- [Task instructions]
Your answer should be the lines of the data below that contain "BrowserDriver".

[[ Dataset excerpts, beginning ]]

//! Headless Chrome over the DevTools protocol.

use std::path::PathBuf;
use std::time::Duration;

use async_trait::async_trait;
use chromiumoxide::browser::{Browser, BrowserConfig};
use chromiumoxide::element::Element;
use chromiumoxide::page::Page;
use futures::StreamExt;
use tokio::sync::Mutex;
use tokio::task::JoinHandle;
use url::Url;

use super::browser::{BrowserDriver, BrowserSession, PageElement};
use super::error::{ScrapeError, ScrapeResult};

const SCROLL_AND_CLICK: &str = "function() { this.scrollIntoView({block: 'center'}); this.click(); }";
const IS_DISPLAYED: &str = "function() { const s = window.getComputedStyle(this); \
     return this.offsetParent !== null && s.visibility !== 'hidden' && s.display !== 'none'; }";

/// Launch settings for Chrome.
#[derive(Debug, Clone, PartialEq, Eq)]
pub struct ChromiumOptions {
    pub headless: bool,
    /// Explicit Chrome binary; auto-detected when unset.
    pub executable: Option<PathBuf>,
    pub window_width: u32,
    pub window_height: u32,
    pub user_agent: Option<String>,
    pub navigation_timeout: Duration,
}

impl Default for ChromiumOptions {
    fn default() -> Self {
        Self {
            headless: true,
            executable: None,
            window_width: 1920,
            window_height: 1080,
            user_agent: None,
            navigation_timeout: Duration::from_secs(60),
        }
    }
}

#[derive(Debug, Clone)]
pub struct ChromiumDriver {
    options: ChromiumOptions,
}

impl ChromiumDriver {
    pub fn new(options: ChromiumOptions) -> Self {
        Self { options }
    }

    fn browser_config(&self) -> ScrapeResult<BrowserConfig> {
        let opts = &self.options;
        let mut builder = BrowserConfig::builder()
            .window_size(opts.window_width, opts.window_height)
            .request_timeout(opts.navigation_timeout)
            .arg("--disable-gpu")
            .arg("--no-sandbox")
            .arg("--disable-dev-shm-usage");
        if !opts.headless {
            builder = builder.with_head();
        }
        if let Some(path) = &opts.executable {
            builder = builder.chrome_executable(path);
        }
        if let Some(agent) = &opts.user_agent {
            builder = builder.arg(format!("--user-agent={agent}"));
        }
        builder.build().map_err(ScrapeError::browser)
    }
}

#[async_trait]
impl BrowserDriver for ChromiumDriver {
    async fn launch(&self) -> ScrapeResult<Box<dyn BrowserSession>> {
        let config = self.browser_config()?;
        let (browser, mut handler) = Browser::launch(config)
            .await
            .map_err(|e| ScrapeError::browser_with("Failed to launch Chrome", e))?;

        let handler_task = tokio::spawn(async move {
            while let Some(event) = handler.next().await {
                if let Err(e) = event {
                    tracing::debug!(error = %e, "CDP handler stopped");
                    break;
                }
            }
        });

        let page = match browser.new_page("about:blank").await {
            Ok(page) => page,
            Err(e) => {
                handler_task.abort();
                return Err(ScrapeError::browser_with("Failed to open browser tab", e));
            }
        };
        tracing::debug!(headless = self.options.headless, "Chrome launched");

        Ok(Box::new(ChromiumSession {
            browser: Mutex::new(Some(browser)),
            page,
            handler: handler_task,
            navigation_timeout: self.options.navigation_timeout,
        }))
    }
}

pub struct ChromiumSession {
    browser: Mutex<Option<Browser>>,
    page: Page,
    handler: JoinHandle<()>,
    navigation_timeout: Duration,
}

impl ChromiumSession {
    async fn goto(&self, url: &str) -> ScrapeResult<()> {
        let navigation = self.page.goto(url);
        match tokio::time::timeout(self.navigation_timeout, navigation).await {
            Ok(Ok(_)) => Ok(()),
            Ok(Err(e)) => Err(ScrapeError::browser_with(format!("Failed to open {url}"), e)),
            Err(_) => Err(ScrapeError::browser(format!(
                "Navigation to {url} timed out after {}s",
                self.navigation_timeout.as_secs()
            ))),
        }
    }
}

#[async_trait]
impl BrowserSession for ChromiumSession {
    async fn open(&self, url: &str) -> ScrapeResult<()> {
        tracing::debug!(url, "Opening page");
        self.goto(url).await
    }

    async fn find_all(&self, css: &str) -> ScrapeResult<Vec<Box<dyn PageElement>>> {
        let elements = self
            .page
            .find_elements(css)
            .await
            .map_err(|e| ScrapeError::browser_with(format!("Lookup of '{css}' failed"), e))?;
        Ok(wrap(elements))
    }

    /// Chrome keeps cross-origin frames in a separate target, so the frame
    /// document is loaded into the page itself.
    async fn switch_into(&self, frame: &dyn PageElement) -> ScrapeResult<()> {
        let src = frame
            .attribute("src")
            .await?
            .filter(|src| !src.trim().is_empty())
            .ok_or_else(|| ScrapeError::browser("Listing frame has no src"))?;
        let base = self.current_url().await?;
        let target = Url::parse(&base)
            .and_then(|base| base.join(src.trim()))
            .or_else(|_| Url::parse(src.trim()))
            .map_err(|e| ScrapeError::browser_with(format!("Invalid frame src '{src}'"), e))?;
        tracing::debug!(frame = %target, "Entering listing frame");
        self.goto(target.as_str()).await
    }

    async fn current_url(&self) -> ScrapeResult<String> {
        self.page
            .url()
            .await
            .map(Option::unwrap_or_default)
            .map_err(|e| ScrapeError::browser_with("Failed to read page url", e))
    }

    async fn close(&self) -> ScrapeResult<()> {
        let Some(mut browser) = self.browser.lock().await.take() else {
            return Ok(());
        };
        let result = browser.close().await;
        if let Err(e) = browser.wait().await {
            tracing::debug!(error = %e, "Chrome process did not exit cleanly");
        }
        self.handler.abort();
        result
            .map(|_| ())
            .map_err(|e| ScrapeError::browser_with("Failed to close Chrome", e))
    }
}

fn wrap(elements: Vec<Element>) -> Vec<Box<dyn PageElement>> {
    elements
        .into_iter()
        .map(|element| Box::new(ChromiumElement(element)) as Box<dyn PageElement>)
        .collect()
}

struct ChromiumElement(Element);

#[async_trait]
impl PageElement for ChromiumElement {
    async fn text(&self) -> ScrapeResult<String> {
        self.0
            .inner_text()
            .await
            .map(Option::unwrap_or_default)
            .map_err(|e| ScrapeError::browser_with("Failed to read element text", e))
    }

    async fn attribute(&self, name: &str) -> ScrapeResult<Option<String>> {
        self.0
            .attribute(name)
            .await
            .map_err(|e| ScrapeError::browser_with(format!("Failed to read attribute '{name}'"), e))
    }

    async fn find(&self, css: &str) -> ScrapeResult<Option<Box<dyn PageElement>>> {
        Ok(self.find_all(css).await?.into_iter().next())
    }

    async fn find_all(&self, css: &str) -> ScrapeResult<Vec<Box<dyn PageElement>>> {
        let elements = self
            .0
            .find_elements(css)
            .await
            .map_err(|e| ScrapeError::browser_with(format!("Lookup of '{css}' failed"), e))?;
        Ok(wrap(elements))
    }

    async fn is_displayed(&self) -> ScrapeResult<bool> {
        let returns = self
            .0
            .call_js_fn(IS_DISPLAYED, false)
            .await
            .map_err(|e| ScrapeError::browser_with("Visibility check failed", e))?;
        Ok(returns
            .result
            .value
            .and_then(|value| value.as_bool())
            .unwrap_or(false))
    }

    async fn click(&self) -> ScrapeResult<()> {
        self.0
            .call_js_fn(SCROLL_AND_CLICK, false)
            .await
            .map(|_| ())
            .map_err(|e| ScrapeError::browser_with("Click failed", e))
    }
}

[[ Dataset excerpts, end ]]

- [Reply to the exercise]
use super::browser::{BrowserDriver, BrowserSession, PageElement};
impl BrowserDriver for ChromiumDriver {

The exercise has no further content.